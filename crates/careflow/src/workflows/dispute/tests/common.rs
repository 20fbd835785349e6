use std::collections::HashMap;
use std::sync::{Arc, Mutex};

use crate::access::{
    ActorId, AuthenticationError, AuthorizationGate, Identity, IdentityResolver, PermissionMatrix,
    Role,
};
use crate::audit::{AuditEntry, AuditError, AuditSink};
use crate::config::PolicyConfig;
use crate::workflows::dispute::domain::{Dispute, DisputeId, DisputeType, JobId};
use crate::workflows::dispute::router::{dispute_router, DisputeRouterState};
use crate::workflows::dispute::service::{DisputeWorkflow, RaiseDisputeRequest};
use crate::workflows::dispute::store::DisputeStore;
use crate::workflows::error::StoreError;
use crate::workflows::lock::EntityLocks;
use crate::workflows::notify::{NotificationPublisher, NotifyError, WorkflowSignal};

#[derive(Default)]
pub(super) struct MemoryAuditSink {
    entries: Mutex<Vec<AuditEntry>>,
}

impl MemoryAuditSink {
    pub(super) fn entries(&self) -> Vec<AuditEntry> {
        self.entries.lock().expect("audit mutex poisoned").clone()
    }
}

impl AuditSink for MemoryAuditSink {
    fn append(&self, entry: AuditEntry) -> Result<(), AuditError> {
        self.entries.lock().expect("audit mutex poisoned").push(entry);
        Ok(())
    }
}

/// In-memory store committing the record and its audit entry under one
/// lock, with optimistic version checks and the open-triple guard.
pub(super) struct MemoryDisputeStore {
    records: Mutex<HashMap<DisputeId, Dispute>>,
    audit: Arc<MemoryAuditSink>,
}

impl MemoryDisputeStore {
    pub(super) fn with_sink(audit: Arc<MemoryAuditSink>) -> Self {
        Self {
            records: Mutex::new(HashMap::new()),
            audit,
        }
    }
}

impl DisputeStore for MemoryDisputeStore {
    fn insert(&self, dispute: Dispute, audit: AuditEntry) -> Result<Dispute, StoreError> {
        let mut guard = self.records.lock().expect("store mutex poisoned");
        let open_twin = guard.values().any(|existing| {
            existing.job_id == dispute.job_id
                && existing.raised_by == dispute.raised_by
                && existing.against == dispute.against
                && existing.status.is_open()
        });
        if open_twin || guard.contains_key(&dispute.id) {
            return Err(StoreError::Duplicate);
        }
        self.audit
            .append(audit)
            .map_err(|err| StoreError::Unavailable(err.to_string()))?;
        guard.insert(dispute.id.clone(), dispute.clone());
        Ok(dispute)
    }

    fn load(&self, id: &DisputeId) -> Result<Option<Dispute>, StoreError> {
        let guard = self.records.lock().expect("store mutex poisoned");
        Ok(guard.get(id).cloned())
    }

    fn save(
        &self,
        mut dispute: Dispute,
        expected_version: u64,
        audit: AuditEntry,
    ) -> Result<Dispute, StoreError> {
        let mut guard = self.records.lock().expect("store mutex poisoned");
        let current = guard.get(&dispute.id).ok_or(StoreError::NotFound)?;
        if current.version != expected_version {
            return Err(StoreError::StaleVersion);
        }
        self.audit
            .append(audit)
            .map_err(|err| StoreError::Unavailable(err.to_string()))?;
        dispute.version = expected_version + 1;
        guard.insert(dispute.id.clone(), dispute.clone());
        Ok(dispute)
    }

    fn find_open(
        &self,
        job_id: &JobId,
        raised_by: &ActorId,
        against: &ActorId,
    ) -> Result<Option<Dispute>, StoreError> {
        let guard = self.records.lock().expect("store mutex poisoned");
        Ok(guard
            .values()
            .find(|dispute| {
                dispute.job_id == *job_id
                    && dispute.raised_by == *raised_by
                    && dispute.against == *against
                    && dispute.status.is_open()
            })
            .cloned())
    }
}

#[derive(Default)]
pub(super) struct MemoryNotifier {
    events: Mutex<Vec<WorkflowSignal>>,
}

impl MemoryNotifier {
    pub(super) fn events(&self) -> Vec<WorkflowSignal> {
        self.events.lock().expect("notifier mutex poisoned").clone()
    }
}

impl NotificationPublisher for MemoryNotifier {
    fn publish(&self, signal: WorkflowSignal) -> Result<(), NotifyError> {
        self.events
            .lock()
            .expect("notifier mutex poisoned")
            .push(signal);
        Ok(())
    }
}

pub(super) fn moderator() -> Identity {
    Identity::new("mod-1", Role::Moderator)
}

pub(super) fn admin() -> Identity {
    Identity::new("admin-1", Role::Admin)
}

pub(super) fn guardian() -> Identity {
    Identity::new("guardian-1", Role::Guardian).with_links(["patient-1"])
}

pub(super) fn caregiver() -> Identity {
    Identity::new("cg-1", Role::Caregiver)
}

pub(super) fn agency() -> Identity {
    Identity::new("agency-1", Role::Agency).with_links(["cg-1"])
}

pub(super) fn shop() -> Identity {
    Identity::new("shop-1", Role::Shop)
}

pub(super) fn raise_request(dispute_type: DisputeType) -> RaiseDisputeRequest {
    RaiseDisputeRequest {
        job_id: JobId("job-1".to_string()),
        against: ActorId::new("cg-1"),
        dispute_type,
        description: "caregiver arrived two hours late".to_string(),
        evidence_refs: vec!["s3://evidence/photo.jpg".to_string()],
    }
}

pub(super) struct Harness {
    pub(super) workflow: Arc<DisputeWorkflow<MemoryDisputeStore, MemoryNotifier>>,
    pub(super) sink: Arc<MemoryAuditSink>,
    pub(super) notifier: Arc<MemoryNotifier>,
}

pub(super) fn build_workflow() -> Harness {
    let sink = Arc::new(MemoryAuditSink::default());
    let store = Arc::new(MemoryDisputeStore::with_sink(sink.clone()));
    let notifier = Arc::new(MemoryNotifier::default());
    let gate = Arc::new(AuthorizationGate::new(
        PermissionMatrix::marketplace_defaults(),
        sink.clone(),
    ));
    let workflow = Arc::new(DisputeWorkflow::new(
        gate,
        store,
        notifier.clone(),
        Arc::new(EntityLocks::default()),
        PolicyConfig::default(),
    ));
    Harness {
        workflow,
        sink,
        notifier,
    }
}

/// Token-to-identity map standing in for the external identity provider.
pub(super) struct StaticResolver {
    identities: HashMap<String, Identity>,
}

impl Default for StaticResolver {
    fn default() -> Self {
        let identities = [
            ("tok-moderator", moderator()),
            ("tok-admin", admin()),
            ("tok-guardian", guardian()),
            ("tok-caregiver", caregiver()),
            ("tok-agency", agency()),
            ("tok-shop", shop()),
        ]
        .into_iter()
        .map(|(token, identity)| (token.to_string(), identity))
        .collect();
        Self { identities }
    }
}

impl IdentityResolver for StaticResolver {
    fn resolve(&self, credential: &str) -> Result<Identity, AuthenticationError> {
        self.identities
            .get(credential)
            .cloned()
            .ok_or(AuthenticationError)
    }
}

pub(super) fn build_router(harness: &Harness) -> axum::Router {
    dispute_router(DisputeRouterState {
        service: harness.workflow.clone(),
        resolver: Arc::new(StaticResolver::default()),
    })
}

pub(super) async fn read_json_body(response: axum::response::Response) -> serde_json::Value {
    let body = axum::body::to_bytes(response.into_body(), 4096)
        .await
        .expect("read body");
    serde_json::from_slice(&body).expect("json payload")
}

**To do**:
Bring together all lines from the listing that contain the word "MemoryNotifier".

**Answer section**:
pub(super) struct MemoryNotifier {
impl MemoryNotifier {
impl NotificationPublisher for MemoryNotifier {
    pub(super) workflow: Arc<DisputeWorkflow<MemoryDisputeStore, MemoryNotifier>>,
    pub(super) notifier: Arc<MemoryNotifier>,
    let notifier = Arc::new(MemoryNotifier::default());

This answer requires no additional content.